Posted on 03/07/2002 10:39:19 PM PST by JohnHuang2

UNITED NATIONS, March 8 (Reuters) - Flogged, draped in an enveloping burqa and deprived of education and employment, Afghan women hope to emerge from the twilight zone of the Taliban, with first lady Laura Bush now championing their cause.

Bush makes her debut address at the United Nations on Friday to commemorate International Women's Day after promoting the rights of Afghan women for months, an unexpected consequence of the U.S.-led war in Afghanistan.

In November she delivered the weekly White House radio address, the first wife of a president to do so, saying the plight of women and children is Afghanistan "is a matter of deliberate human cruelty, carried out by those who seek to intimidate and control."

"All of us have an obligation to speak out," she said.

Bush then invited a group of 12 Afghan women, in Washington for a leadership workshop, over to the White House, where she offered them a tour and spoke to them for an hour. She has mentioned their plight in various forums since then.

Her predecessor, Hillary Clinton, in one of several visits to the United Nations, gave a similar speech in March 1999, saying oppression of women by Afghanistan's Taliban was not cultural but criminal. She last appeared at a U.N. women's event in June 2000 while she was running for the U.S. Senate from New York and was treated like a rock star.
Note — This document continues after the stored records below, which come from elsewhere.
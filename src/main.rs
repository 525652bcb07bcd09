//! Textel binary: the interactive read-eval-print loop.
//!
//! Thin glue over the library: read a line, tokenize it on whitespace, hand
//! the tokens to the session, and render the outcome — the usage guide, the
//! image text, or a framed error banner per failure category. All editing
//! semantics live in the library.

use clap::Parser;
use crossterm::style::Stylize;
use flexi_logger::{Logger, LoggerHandle};
use std::fs;
use std::io::{self, BufRead, Write};
use std::path::{Path, PathBuf};
use std::process::ExitCode;
use textel::{Category, Command, Error, Reply, Session};

const PROMPT: &str = "(press 'G' for guidance)> ";

const HEADER: &str = "\
--------------------------------------------------------------
--------------------  TEXT IMAGE COMMANDS  -------------------
--------------------------------------------------------------
";

const GUIDE: &str = "\
-----------------------------------------------------------

 Edit a text document as an emulation of a 2D image.
 Coordinates are 1-indexed; 'O' marks an empty cell.

 Usage:

 G                 Print this guide
 I M N             Initialize an empty M x N image (columns x rows)
 C                 Reset every cell of the image to 'O'
 L X Y C           Set the cell at (X, Y) to C
 V X Y1 Y2 C       Paint column X from row Y1 to row Y2 with C
 H X1 X2 Y C       Paint row Y from column X1 to column X2 with C
 K X1 Y1 X2 Y2 C   Paint the rectangle with top-left corner (X1, Y1)
                   and bottom-right corner (X2, Y2) with C
 F X Y C           Flood-fill the empty region containing (X, Y) with C
 S 'name'          Save the image to the file name (quotes required)
 P                 Print the image
 X                 Leave the editor

-----------------------------------------------------------
";

/// Command-line surface of the editor.
#[derive(Parser)]
#[command(version, about = "A line-driven editor for rectangular text images")]
struct Cli {
    #[arg(help = "Command script to run instead of an interactive session.")]
    script: Option<PathBuf>,
}

/// Whether the session keeps reading input.
#[derive(Clone, Copy, PartialEq, Eq)]
enum Flow {
    Continue,
    Quit,
}

fn main() -> ExitCode {
    let cli = Cli::parse();
    let _logger = init_logging();

    match cli.script {
        Some(path) => run_script(&path),
        None => run_interactive(),
    }
}

/// Start the logger; level comes from the environment, warnings by default.
fn init_logging() -> Option<LoggerHandle> {
    match Logger::try_with_env_or_str("warn") {
        Ok(logger) => match logger.log_to_stderr().start() {
            Ok(handle) => Some(handle),
            Err(err) => {
                eprintln!("failed to start logger: {err}");
                None
            }
        },
        Err(err) => {
            eprintln!("failed to configure logger: {err}");
            None
        }
    }
}

fn run_interactive() -> ExitCode {
    print!("{HEADER}");
    println!("{GUIDE}");

    let mut session = Session::new();
    let stdin = io::stdin();
    prompt();
    for line in stdin.lock().lines() {
        let line = match line {
            Ok(line) => line,
            Err(err) => {
                eprintln!("failed to read input: {err}");
                return ExitCode::FAILURE;
            }
        };
        if dispatch(&mut session, &line) == Flow::Quit {
            return ExitCode::SUCCESS;
        }
        prompt();
    }
    ExitCode::SUCCESS
}

fn run_script(path: &Path) -> ExitCode {
    let text = match fs::read_to_string(path) {
        Ok(text) => text,
        Err(err) => {
            eprintln!("cannot read script '{}': {err}", path.display());
            return ExitCode::FAILURE;
        }
    };

    let mut session = Session::new();
    for line in text.lines() {
        if line.trim().is_empty() {
            continue;
        }
        if dispatch(&mut session, line) == Flow::Quit {
            break;
        }
    }
    ExitCode::SUCCESS
}

/// Run one input line against the session and render its outcome.
fn dispatch(session: &mut Session, line: &str) -> Flow {
    let tokens: Vec<&str> = line.split_whitespace().collect();
    match Command::parse(&tokens).and_then(|command| session.execute(command)) {
        Ok(Reply::Done) => Flow::Continue,
        Ok(Reply::Image(text)) => {
            println!("{text}");
            Flow::Continue
        }
        Ok(Reply::Guide) => {
            println!("{GUIDE}");
            Flow::Continue
        }
        Ok(Reply::Quit) => {
            println!("{}", "Goodbye :'(".cyan());
            Flow::Quit
        }
        Err(err) => {
            report(&err);
            Flow::Continue
        }
    }
}

fn prompt() {
    print!("{PROMPT}");
    let _ = io::stdout().flush();
}

/// Render one framed error banner and keep the session going.
fn report(err: &Error) {
    let (title, hint) = banner(err.category());
    println!("----------------------    ERROR    -------------------------");
    println!(" >  {}", title.red().bold());
    println!(" >     {hint}");
    println!(" >     ({err})");
    println!("-------------------------------------------------------------");
    println!();
}

const fn banner(category: Category) -> (&'static str, &'static str) {
    match category {
        Category::Command => ("INVALID COMMAND", "the input does not start with a known command"),
        Category::Syntax => (
            "INVALID COMMAND SYNTAX",
            "the command was given the wrong number of arguments",
        ),
        Category::Empty => (
            "UNINITIALIZED IMAGE",
            "this command needs an initialized image; run I first",
        ),
        Category::Value => (
            "INVALID COMMAND INPUT",
            "dimensions take integers and cell values take a single character",
        ),
        Category::Bounds => (
            "INVALID IMAGE BOUNDS",
            "positions must lie inside the current image",
        ),
        Category::Interval => (
            "INVALID POSITION INTERVAL",
            "the first endpoint must not be past the second",
        ),
        Category::Filename => (
            "INVALID FILENAME FORMAT",
            "quote the file name and use at least 3 characters",
        ),
        Category::File => (
            "FILE WRITE FAILED",
            "the image could not be written to the destination",
        ),
    }
}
But the United States and the United Nations have their work cut out for them in promoting equality for women in Afghanistan, where some anti-Taliban factions are considered only a degree less conservative and less violent than their purist predecessors.

According to U.N. Secretary-General Kofi Annan, the demise of the Taliban has not necessarily diminished the "culture of violence" in the central Asian country.

U.S. military intervention and the routing of the Taliban after the Sept. 11 attacks on the United States have given Afghan women an opportunity to begin claiming their rights, beyond the wearing of the burqa, Annan said in a report.

"Afghan women themselves considered other forms of discrimination, such as the ban on employment and education, to be of greater significance," he wrote.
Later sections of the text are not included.